Continuing on the constrained RL framework, we have shown extensibility to 348 dimensions. While this makes it usable for a lot of problems, it cannot work with vision problems. With vision data, it is impossible to define constraints over the state space, because the state space is made up of pixels. The constraints now have to be based on hidden simulator states (partially observable) and encoded as a cost function. We are looking to extend the control barrier theory to vision domains and show that formal method techniques are extremely useful for all problem classes and provide extremely robust theoretical guarantees.

In addition to this, we would like to tackle the fundamental problem of sparse costs of safety, which make it extremely difficult to learn a good policy. We want to see if we can apply formal method theory to generate dense cost signals that can inform these Lagrangian policies of the impending danger that might not be obvious at the current position. Finally, I want to work towards extending all my work towards LLMs. LLMs are notoriously difficult models to work with due to their mammoth size and relatively lesser understanding. With my knowledge of RL theory and reward functions, I want to explore if we can elicit desired behaviour in large language models by modifying certain properties or incorporating elements of neurosymbolic architecture. I also want to see if I can bring my expertise in RL towards better alignment algorithms.

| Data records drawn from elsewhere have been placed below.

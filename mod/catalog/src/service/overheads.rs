use fournil_core::ServiceError;

use super::CatalogService;
use crate::model::OverheadLine;

impl CatalogService {
    pub fn list_overheads(&self) -> Result<Vec<OverheadLine>, ServiceError> {
        Ok(self.tables()?.overheads.rows().to_vec())
    }

    pub fn replace_overheads(&self, rows: Vec<OverheadLine>) -> Result<usize, ServiceError> {
        let mut tables = self.tables_mut()?;
        tables.overheads.replace_all(rows);
        self.persist(&tables.overheads)?;
        Ok(tables.overheads.len())
    }

    pub fn append_overhead(&self, row: OverheadLine) -> Result<OverheadLine, ServiceError> {
        let mut tables = self.tables_mut()?;
        tables.overheads.push(row.clone());
        self.persist(&tables.overheads)?;
        Ok(row)
    }
}
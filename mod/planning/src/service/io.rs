use serde::Serialize;

use fournil_core::ServiceError;
use fournil_store::{Table, TableSpec, codec};

use super::PlanningService;
use super::payroll::WeekSummary;

/// A CSV download: suggested filename plus the serialized table.
#[derive(Debug, Clone)]
pub struct CsvExport {
    pub filename: String,
    pub body: String,
}

const WEEK_HEADERS: &[&str] = &[
    "Date",
    "Employé",
    "Rôle",
    "Début",
    "Fin",
    "Heures",
    "Coût chargé €",
];

/// Row shape of the weekly schedule download: the stored shift columns
/// plus the two derived figures.
#[derive(Debug, Serialize)]
struct WeekCsvRow {
    #[serde(rename = "Date")]
    date: String,
    #[serde(rename = "Employé")]
    employee: String,
    #[serde(rename = "Rôle")]
    role: String,
    #[serde(rename = "Début")]
    start: String,
    #[serde(rename = "Fin")]
    end: String,
    #[serde(rename = "Heures")]
    hours: f64,
    #[serde(rename = "Coût chargé €")]
    cost: f64,
}

impl PlanningService {
    /// Serialize one table to its CSV form. The header row is present
    /// even when the table is empty.
    pub fn export_table(&self, table: &str) -> Result<CsvExport, ServiceError> {
        let tables = self.tables()?;
        let body = match table {
            "employees" => codec::to_csv_string(tables.employees.rows()),
            "shifts" => codec::to_csv_string(tables.shifts.rows()),
            _ => return Err(ServiceError::NotFound(format!("unknown table '{table}'"))),
        }
        .map_err(|e| ServiceError::Internal(e.to_string()))?;
        Ok(CsvExport { filename: format!("{table}.csv"), body })
    }

    /// Replace one table from an uploaded CSV body.
    ///
    /// Strict, unlike the startup load: a row that does not decode
    /// rejects the whole upload with a Validation error naming the
    /// offending line, and the stored file is left untouched.
    pub fn import_table(&self, table: &str, body: &str) -> Result<usize, ServiceError> {
        let mut tables = self.tables_mut()?;
        match table {
            "employees" => self.import_into(&mut tables.employees, body),
            "shifts" => self.import_into(&mut tables.shifts, body),
            _ => Err(ServiceError::NotFound(format!("unknown table '{table}'"))),
        }
    }

    fn import_into<S: TableSpec>(
        &self,
        table: &mut Table<S>,
        body: &str,
    ) -> Result<usize, ServiceError> {
        let rows =
            codec::from_csv_str::<S>(body).map_err(|e| ServiceError::Validation(e.to_string()))?;
        table.replace_all(rows);
        self.persist(table)?;
        Ok(table.len())
    }

    /// One week of the schedule as a download, each row carrying its
    /// hours and loaded cost.
    pub fn export_week(&self, anchor: &str) -> Result<CsvExport, ServiceError> {
        let summary = self.week_summary(anchor)?;
        week_export(&summary)
    }
}

fn week_export(summary: &WeekSummary) -> Result<CsvExport, ServiceError> {
    let rows: Vec<WeekCsvRow> = summary
        .rows
        .iter()
        .map(|r| WeekCsvRow {
            date: r.shift.date.clone(),
            employee: r.shift.employee.clone(),
            role: r.shift.role.clone(),
            start: r.shift.start.clone(),
            end: r.shift.end.clone(),
            hours: r.hours,
            cost: r.cost,
        })
        .collect();
    let body = codec::rows_to_csv_string(WEEK_HEADERS, &rows)
        .map_err(|e| ServiceError::Internal(e.to_string()))?;
    Ok(CsvExport {
        filename: format!("planning_{}.csv", summary.monday),
        body,
    })
}

#[cfg(test)]
mod tests {
    use super::*;
    use crate::model::Shift;
    use crate::service::testutil;

    #[test]
    fn export_keeps_the_localized_header() {
        let (_dir, svc) = testutil::service();
        let export = svc.export_table("employees").unwrap();
        assert_eq!(export.filename, "employees.csv");
        assert!(export
            .body
            .starts_with("Employé,Rôle,Taux horaire €,Prime €/h,Charges %\n"));
    }

    #[test]
    fn export_then_import_round_trips() {
        let (_dir, svc) = testutil::service();
        let export = svc.export_table("employees").unwrap();
        let total = svc.import_table("employees", &export.body).unwrap();
        assert_eq!(total, 2);
        assert_eq!(svc.get_employee("Bruno").unwrap().bonus_per_hour, 0.5);
    }

    #[test]
    fn import_rejects_malformed_rows_with_the_line_number() {
        let (_dir, svc) = testutil::service();
        let bad = "Employé,Rôle,Taux horaire €,Prime €/h,Charges %\nAlice,Boulangère,quatorze,0.0,42.0\n";
        let err = svc.import_table("employees", bad).unwrap_err();
        match err {
            ServiceError::Validation(msg) => assert!(msg.contains("line 2"), "{msg}"),
            other => panic!("unexpected error: {other:?}"),
        }
        assert_eq!(svc.list_employees().unwrap().len(), 2);
    }

    #[test]
    fn unknown_table_name_is_not_found() {
        let (_dir, svc) = testutil::service();
        assert!(matches!(
            svc.export_table("vacations").unwrap_err(),
            ServiceError::NotFound(_)
        ));
    }

    #[test]
    fn week_export_appends_the_derived_columns() {
        let (_dir, svc) = testutil::service();
        svc.replace_shifts(vec![Shift {
            date: "2024-01-01".into(),
            employee: "Alice".into(),
            role: "Boulangère".into(),
            start: "08:00".into(),
            end: "12:00".into(),
        }])
        .unwrap();

        let export = svc.export_week("2024-01-01").unwrap();
        assert_eq!(export.filename, "planning_2024-01-01.csv");
        let mut lines = export.body.lines();
        assert_eq!(
            lines.next(),
            Some("Date,Employé,Rôle,Début,Fin,Heures,Coût chargé €")
        );
        // 4 h at 14.0/h with 42 % charges.
        assert_eq!(
            lines.next(),
            Some("2024-01-01,Alice,Boulangère,08:00,12:00,4.0,79.52")
        );
    }
}
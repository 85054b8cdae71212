use axum::{
    Json, Router,
    extract::{Path, State},
    routing::post,
};

use fournil_core::ServiceError;

use super::AppState;
use crate::service::pricing::{MarginBreakdown, MarginParams};

pub fn routes() -> Router<AppState> {
    Router::new().route("/margins/{sku}", post(quote_margin))
}

async fn quote_margin(
    State(svc): State<AppState>,
    Path(sku): Path<String>,
    Json(params): Json<MarginParams>,
) -> Result<Json<MarginBreakdown>, ServiceError> {
    Ok(Json(svc.quote_margin(&sku, &params)?))
}
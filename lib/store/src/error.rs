use thiserror::Error;

#[derive(Error, Debug)]
pub enum StoreError {
    #[error("read error: {0}")]
    Read(String),

    #[error("write error: {0}")]
    Write(String),

    #[error("{table}.csv line {line}: {message}")]
    Decode {
        table: &'static str,
        line: usize,
        message: String,
    },

    #[error("encode error: {0}")]
    Encode(String),
}
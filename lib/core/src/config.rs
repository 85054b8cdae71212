use std::path::{Path, PathBuf};

/// Runtime configuration shared by all services.
///
/// The daemon fills this from command-line flags and hands it to storage
/// initialization; nothing here is read from the environment directly.
#[derive(Debug, Clone)]
pub struct ServiceConfig {
    /// Directory holding the flat-file tables (one CSV per entity).
    pub data_dir: PathBuf,

    /// Listen address for the HTTP server.
    pub listen: String,
}

impl Default for ServiceConfig {
    fn default() -> Self {
        Self {
            data_dir: PathBuf::from("data"),
            listen: "0.0.0.0:8080".to_string(),
        }
    }
}

impl ServiceConfig {
    pub fn new(data_dir: impl Into<PathBuf>, listen: impl Into<String>) -> Self {
        Self {
            data_dir: data_dir.into(),
            listen: listen.into(),
        }
    }

    pub fn data_dir(&self) -> &Path {
        &self.data_dir
    }
}
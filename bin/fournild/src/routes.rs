//! Route registration — collects the module routes + system endpoints.

use std::sync::Arc;

use axum::Router;
use axum::extract::State;
use axum::response::IntoResponse;
use axum::routing::get;

use fournil_catalog::service::{CatalogOverview, CatalogService};
use fournil_core::ServiceError;

/// Application shared state.
#[derive(Clone)]
pub struct AppState {
    pub catalog: Arc<CatalogService>,
}

/// Build the complete router with all routes.
pub fn build_router(state: AppState, module_routes: Vec<(&str, Router)>) -> Router {
    // System endpoints (public, no state needed).
    let system_routes = Router::new()
        .route("/health", get(health))
        .route("/version", get(version));

    let mut app: Router<()> = Router::new()
        .route("/overview", get(overview))
        .with_state(state);

    app = app.merge(system_routes);

    // Mount each module's routes under /{module_name}. Module routers
    // are already Router<()> (they called .with_state() internally).
    for (name, router) in module_routes {
        app = app.nest(&format!("/{name}"), router);
    }

    app
}

async fn health() -> impl IntoResponse {
    axum::Json(serde_json::json!({
        "status": "ok",
    }))
}

async fn version() -> impl IntoResponse {
    axum::Json(serde_json::json!({
        "name": "fournild",
        "version": env!("CARGO_PKG_VERSION"),
    }))
}

/// The dashboard KPI bar: product count, potential stockouts, monthly
/// fixed costs.
async fn overview(
    State(state): State<AppState>,
) -> Result<axum::Json<CatalogOverview>, ServiceError> {
    Ok(axum::Json(state.catalog.overview()?))
}
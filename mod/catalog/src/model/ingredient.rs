use serde::{Deserialize, Serialize};

use fournil_store::TableSpec;

/// Ingredient — keyed by code.
#[derive(Debug, Clone, Serialize, Deserialize, PartialEq)]
#[serde(rename_all = "camelCase")]
pub struct Ingredient {
    /// Primary key, referenced by recipe lines.
    pub code: String,

    pub name: String,

    /// Unit the ingredient is purchased in (kg, L, ...).
    pub purchase_unit: String,
}

/// CSV row form of [`Ingredient`].
#[derive(Debug, Serialize, Deserialize)]
pub struct IngredientRow {
    #[serde(rename = "Code ingrédient")]
    pub code: String,
    #[serde(rename = "Nom")]
    pub name: String,
    #[serde(rename = "Unité achat")]
    pub purchase_unit: String,
}

impl TableSpec for Ingredient {
    const FILE_STEM: &'static str = "ingredients";
    const HEADERS: &'static [&'static str] = &["Code ingrédient", "Nom", "Unité achat"];
    type Row = IngredientRow;

    fn to_row(&self) -> IngredientRow {
        IngredientRow {
            code: self.code.clone(),
            name: self.name.clone(),
            purchase_unit: self.purchase_unit.clone(),
        }
    }

    fn from_row(row: IngredientRow) -> Self {
        Self {
            code: row.code,
            name: row.name,
            purchase_unit: row.purchase_unit,
        }
    }

    fn seed() -> Vec<Self> {
        vec![
            Ingredient {
                code: "FARINE-T45".into(),
                name: "Farine T45".into(),
                purchase_unit: "kg".into(),
            },
            Ingredient {
                code: "BEURRE-AOC".into(),
                name: "Beurre AOP".into(),
                purchase_unit: "kg".into(),
            },
            Ingredient {
                code: "LEVURE-B".into(),
                name: "Levure boulangère".into(),
                purchase_unit: "kg".into(),
            },
        ]
    }
}
use serde::{Deserialize, Serialize};

use fournil_store::TableSpec;

/// OverheadLine — one fixed monthly cost (rent, energy, ...).
#[derive(Debug, Clone, Serialize, Deserialize, PartialEq)]
#[serde(rename_all = "camelCase")]
pub struct OverheadLine {
    pub label: String,
    pub monthly_amount: f64,
}

/// CSV row form of [`OverheadLine`].
#[derive(Debug, Serialize, Deserialize)]
pub struct OverheadLineRow {
    #[serde(rename = "Intitulé")]
    pub label: String,
    #[serde(rename = "Montant mensuel €")]
    pub monthly_amount: f64,
}

impl TableSpec for OverheadLine {
    const FILE_STEM: &'static str = "overheads";
    const HEADERS: &'static [&'static str] = &["Intitulé", "Montant mensuel €"];
    type Row = OverheadLineRow;

    fn to_row(&self) -> OverheadLineRow {
        OverheadLineRow {
            label: self.label.clone(),
            monthly_amount: self.monthly_amount,
        }
    }

    fn from_row(row: OverheadLineRow) -> Self {
        Self {
            label: row.label,
            monthly_amount: row.monthly_amount,
        }
    }

    fn seed() -> Vec<Self> {
        vec![
            OverheadLine { label: "Loyer".into(), monthly_amount: 1500.0 },
            OverheadLine { label: "Énergie".into(), monthly_amount: 600.0 },
            OverheadLine { label: "Assurance".into(), monthly_amount: 120.0 },
            OverheadLine { label: "Divers".into(), monthly_amount: 180.0 },
        ]
    }
}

What made you want to study AI, and particularly the area of trustworthy AI?

I have been fascinated with tech ever since I looked at a computer. I love robots and envision an autonomous future, but movies like I, Robot made me realize that we need trustworthy AI to ensure we do not cause harm.

I would like to thank my family for introducing me to hardware (Raspberry Pi), which taught me how to code and its real-world impact. To put my love for robotics into practice, I tinkered with ML and landed on reinforcement learning — captivated by the idea of a system learning to perform a task using just feedback.

This path led me to pursue an advanced degree in AI. My advisor introduced me to fundamental challenges that limit the use of RL in the real world, which steered me toward studying trustworthy AI. I look forward to exploring other applications where I can ensure AI is always safe.

Could you tell us an interesting (non-AI related) fact about you?

I love music and I play the piano. I have mostly taught myself via YouTube videos and can finally play almost any song by ear (YAY)! A lesser known fact (rather well-kept secret) about me is I used to mix music and post it on YouTube to potentially kickstart a DJing career.

About Tanmay Ambadkar

I am a Ph.D. Candidate at the Pennsylvania State University, USA. My research studies the various possibilities of reward functions to extend RL to a multitude of real-world use cases that might not follow the standard RL properties. I combine deep reinforcement learning with formal method theory to provide neurosymbolic solutions that are trustworthy and interpretable. My goal is to be able to provide generalizable solutions that can provide robust guarantees and are easily deployable.